[[ Data provided, beginning ]]

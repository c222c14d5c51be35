//! Coons and tensor-product patches and their tessellation into triangles.

use crate::color::ColorComponents;
use crate::geometry::{
    bernstein, eval_cubic, is_edge_straight, level_for_length, points_coincide,
    same_side_of_both,
};
use crate::triangle::Triangle;
use kurbo::Point;
use smallvec::SmallVec;

/// The order in which the control points of a patch appear in the stream, as
/// indices into the 4x4 control point grid.
///
/// Coons patches only store the first 12 points.
const STREAM_ORDER: [(usize, usize); 16] = [
    (0, 0),
    (0, 1),
    (0, 2),
    (0, 3),
    (1, 3),
    (2, 3),
    (3, 3),
    (3, 2),
    (3, 1),
    (3, 0),
    (2, 0),
    (1, 0),
    (1, 1),
    (1, 2),
    (2, 2),
    (2, 1),
];

/// The kind of a patch.
#[derive(Debug, Copy, Clone, PartialEq, Eq)]
pub enum PatchKind {
    /// A Coons patch, defined by its four boundary curves.
    Coons,
    /// A tensor-product patch, defined by a full grid of 16 control points.
    Tensor,
}

impl PatchKind {
    /// The number of control points stored for a patch of this kind.
    pub fn num_points(self) -> usize {
        match self {
            Self::Coons => 12,
            Self::Tensor => 16,
        }
    }
}

/// An edge shared with the next patch in the stream.
#[derive(Debug, Clone)]
pub(crate) struct EdgeCarry {
    pub(crate) points: [Point; 4],
    pub(crate) colors: [ColorComponents; 2],
}

/// A bicubic patch with a color at each corner, in device space.
///
/// The control points are stored in a grid `p[i][j]`, where `i` runs along the
/// `u` direction and `j` along the `v` direction. The corner colors belong to
/// `p[0][0]`, `p[0][3]`, `p[3][3]` and `p[3][0]`, in that order.
#[derive(Debug, Clone)]
pub struct Patch {
    kind: PatchKind,
    grid: [[Point; 4]; 4],
    colors: [ColorComponents; 4],
    level_u: u8,
    level_v: u8,
    triangles: Vec<Triangle>,
}

impl Patch {
    /// Create a Coons patch from its 12 boundary points, in stream order.
    pub fn coons(points: [Point; 12], colors: [ColorComponents; 4]) -> Self {
        let mut grid = grid_from_stream(&points);
        let v = |i: usize, j: usize| grid[i][j].to_vec2();

        let p11 = (v(0, 0) * -4.0 + (v(0, 1) + v(1, 0)) * 6.0 - (v(0, 3) + v(3, 0)) * 2.0
            + (v(3, 1) + v(1, 3)) * 3.0
            - v(3, 3))
            / 9.0;
        let p12 = (v(0, 3) * -4.0 + (v(0, 2) + v(1, 3)) * 6.0 - (v(0, 0) + v(3, 3)) * 2.0
            + (v(3, 2) + v(1, 0)) * 3.0
            - v(3, 0))
            / 9.0;
        let p21 = (v(3, 0) * -4.0 + (v(3, 1) + v(2, 0)) * 6.0 - (v(3, 3) + v(0, 0)) * 2.0
            + (v(0, 1) + v(2, 3)) * 3.0
            - v(0, 3))
            / 9.0;
        let p22 = (v(3, 3) * -4.0 + (v(3, 2) + v(2, 3)) * 6.0 - (v(3, 0) + v(0, 3)) * 2.0
            + (v(0, 2) + v(2, 0)) * 3.0
            - v(0, 0))
            / 9.0;

        grid[1][1] = p11.to_point();
        grid[1][2] = p12.to_point();
        grid[2][1] = p21.to_point();
        grid[2][2] = p22.to_point();

        Self::from_grid(PatchKind::Coons, grid, colors)
    }

    /// Create a tensor-product patch from its 16 control points, in stream order.
    pub fn tensor(points: [Point; 16], colors: [ColorComponents; 4]) -> Self {
        Self::from_grid(PatchKind::Tensor, grid_from_stream(&points), colors)
    }

    /// Create a patch from points and colors read from a mesh stream.
    pub(crate) fn from_stream(
        kind: PatchKind,
        points: &[Point],
        colors: SmallVec<[ColorComponents; 4]>,
    ) -> Option<Self> {
        let colors = colors.into_inner().ok()?;

        match kind {
            PatchKind::Coons => Some(Self::coons(points.try_into().ok()?, colors)),
            PatchKind::Tensor => Some(Self::tensor(points.try_into().ok()?, colors)),
        }
    }

    fn from_grid(kind: PatchKind, grid: [[Point; 4]; 4], colors: [ColorComponents; 4]) -> Self {
        let (level_u, level_v) = subdivision_levels(&grid);

        let mut patch = Self {
            kind,
            grid,
            colors,
            level_u,
            level_v,
            triangles: vec![],
        };
        patch.triangles = patch.tessellate();

        patch
    }

    /// The kind of the patch.
    pub fn kind(&self) -> PatchKind {
        self.kind
    }

    /// The control point grid.
    pub fn grid(&self) -> &[[Point; 4]; 4] {
        &self.grid
    }

    /// The subdivision levels in `u` and `v` direction.
    pub fn levels(&self) -> (u8, u8) {
        (self.level_u, self.level_v)
    }

    /// The triangles the patch was tessellated into.
    pub fn triangles(&self) -> &[Triangle] {
        &self.triangles
    }

    /// The edge and the two corner colors that the next patch inherits for the
    /// given flag, with points ordered as the next patch expects them.
    pub(crate) fn edge(&self, flag: u32) -> Option<EdgeCarry> {
        let g = &self.grid;
        let [c0, c1, c2, c3] = &self.colors;

        let (points, colors) = match flag {
            1 => ([g[0][3], g[1][3], g[2][3], g[3][3]], [c1, c2]),
            2 => ([g[3][3], g[3][2], g[3][1], g[3][0]], [c2, c3]),
            3 => ([g[3][0], g[2][0], g[1][0], g[0][0]], [c3, c0]),
            _ => return None,
        };

        Some(EdgeCarry {
            points,
            colors: colors.map(|c| c.clone()),
        })
    }

    /// Evaluate the surface at the given parametric coordinates.
    pub fn eval(&self, u: f64, v: f64) -> Point {
        let g = &self.grid;

        match self.kind {
            PatchKind::Coons => {
                let c1 = eval_cubic([g[0][0], g[1][0], g[2][0], g[3][0]], u).to_vec2();
                let c2 = eval_cubic([g[0][3], g[1][3], g[2][3], g[3][3]], u).to_vec2();
                let d1 = eval_cubic(g[0], v).to_vec2();
                let d2 = eval_cubic(g[3], v).to_vec2();

                let sc = c1 * (1.0 - v) + c2 * v;
                let sd = d1 * (1.0 - u) + d2 * u;
                let sb = g[0][0].to_vec2() * ((1.0 - u) * (1.0 - v))
                    + g[0][3].to_vec2() * ((1.0 - u) * v)
                    + g[3][0].to_vec2() * (u * (1.0 - v))
                    + g[3][3].to_vec2() * (u * v);

                (sc + sd - sb).to_point()
            }
            PatchKind::Tensor => {
                let bu = bernstein(u);
                let bv = bernstein(v);
                let mut x = 0.0;
                let mut y = 0.0;

                for i in 0..4 {
                    for j in 0..4 {
                        let w = bu[i] * bv[j];
                        x += g[i][j].x * w;
                        y += g[i][j].y * w;
                    }
                }

                Point::new(x, y)
            }
        }
    }

    /// The color at the given parametric coordinates, bilinearly interpolated from
    /// the corner colors.
    pub fn color_at(&self, u: f64, v: f64) -> ColorComponents {
        let [c0, c1, c2, c3] = &self.colors;

        (0..c0.len())
            .map(|i| {
                let get = |c: &ColorComponents| c.get(i).copied().unwrap_or(0.0) as f64;

                ((1.0 - v) * ((1.0 - u) * get(c0) + u * get(c3))
                    + v * ((1.0 - u) * get(c1) + u * get(c2))) as f32
            })
            .collect()
    }

    fn tessellate(&self) -> Vec<Triangle> {
        let size_u = (1usize << self.level_u) + 1;
        let size_v = (1usize << self.level_v) + 1;

        let mut samples = Vec::with_capacity(size_v);

        for i in 0..size_v {
            let v = i as f64 / (size_v - 1) as f64;
            let row = (0..size_u)
                .map(|j| {
                    let u = j as f64 / (size_u - 1) as f64;
                    (self.eval(u, v), self.color_at(u, v))
                })
                .collect::<Vec<_>>();

            samples.push(row);
        }

        let mut triangles = Vec::with_capacity((size_u - 1) * (size_v - 1) * 2);

        for i in 1..size_v {
            for j in 1..size_u {
                let (p0, c0) = &samples[i - 1][j - 1];
                let (p1, c1) = &samples[i - 1][j];
                let (p2, c2) = &samples[i][j];
                let (p3, c3) = &samples[i][j - 1];

                let lower_left = !points_coincide(*p0, *p1) && !points_coincide(*p0, *p3);

                if lower_left {
                    triangles.push(Triangle::new(
                        [*p0, *p1, *p3],
                        [c0.clone(), c1.clone(), c3.clone()],
                    ));
                }

                // The upper right triangle can only be dropped if the lower left one
                // already covers the cell.
                if !lower_left || !(points_coincide(*p2, *p1) || points_coincide(*p2, *p3)) {
                    triangles.push(Triangle::new(
                        [*p3, *p1, *p2],
                        [c3.clone(), c1.clone(), c2.clone()],
                    ));
                }
            }
        }

        triangles
    }
}

fn grid_from_stream(points: &[Point]) -> [[Point; 4]; 4] {
    let mut grid = [[Point::ZERO; 4]; 4];

    for (point, (i, j)) in points.iter().zip(STREAM_ORDER) {
        grid[i][j] = *point;
    }

    grid
}

/// Choose the number of subdivisions in `u` and `v` direction.
///
/// If the two boundary curves running along a direction are straight and no inner
/// control point lies outside of them, fewer subdivisions are needed for short edges.
fn subdivision_levels(g: &[[Point; 4]; 4]) -> (u8, u8) {
    let inner = [g[1][1], g[1][2], g[2][1], g[2][2]];
    let chord = |curve: [Point; 4]| curve[0].distance(curve[3]);

    let level = |first: [Point; 4], second: [Point; 4]| {
        let straight = is_edge_straight(first) && is_edge_straight(second);
        let outside = inner
            .iter()
            .any(|p| same_side_of_both(*p, first[0], first[3], second[0], second[3]));

        if straight && !outside {
            level_for_length(chord(first).max(chord(second)))
        } else {
            4
        }
    };

    let level_u = level(
        [g[0][0], g[1][0], g[2][0], g[3][0]],
        [g[0][3], g[1][3], g[2][3], g[3][3]],
    );
    let level_v = level(g[0], g[3]);

    (level_u, level_v)
}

[[ Data provided, end ]]

* **Exercise instructions**
Starting at the line that contains "if straight &&" and ending at the last line of the data, repeat each line exactly; include nothing else.

* **Task response**
        if straight && !outside {
            level_for_length(chord(first).max(chord(second)))
        } else {
            4
        }
    };

    let level_u = level(
        [g[0][0], g[1][0], g[2][0], g[3][0]],
        [g[0][3], g[1][3], g[2][3], g[3][3]],
    );
    let level_v = level(g[0], g[3]);

    (level_u, level_v)
}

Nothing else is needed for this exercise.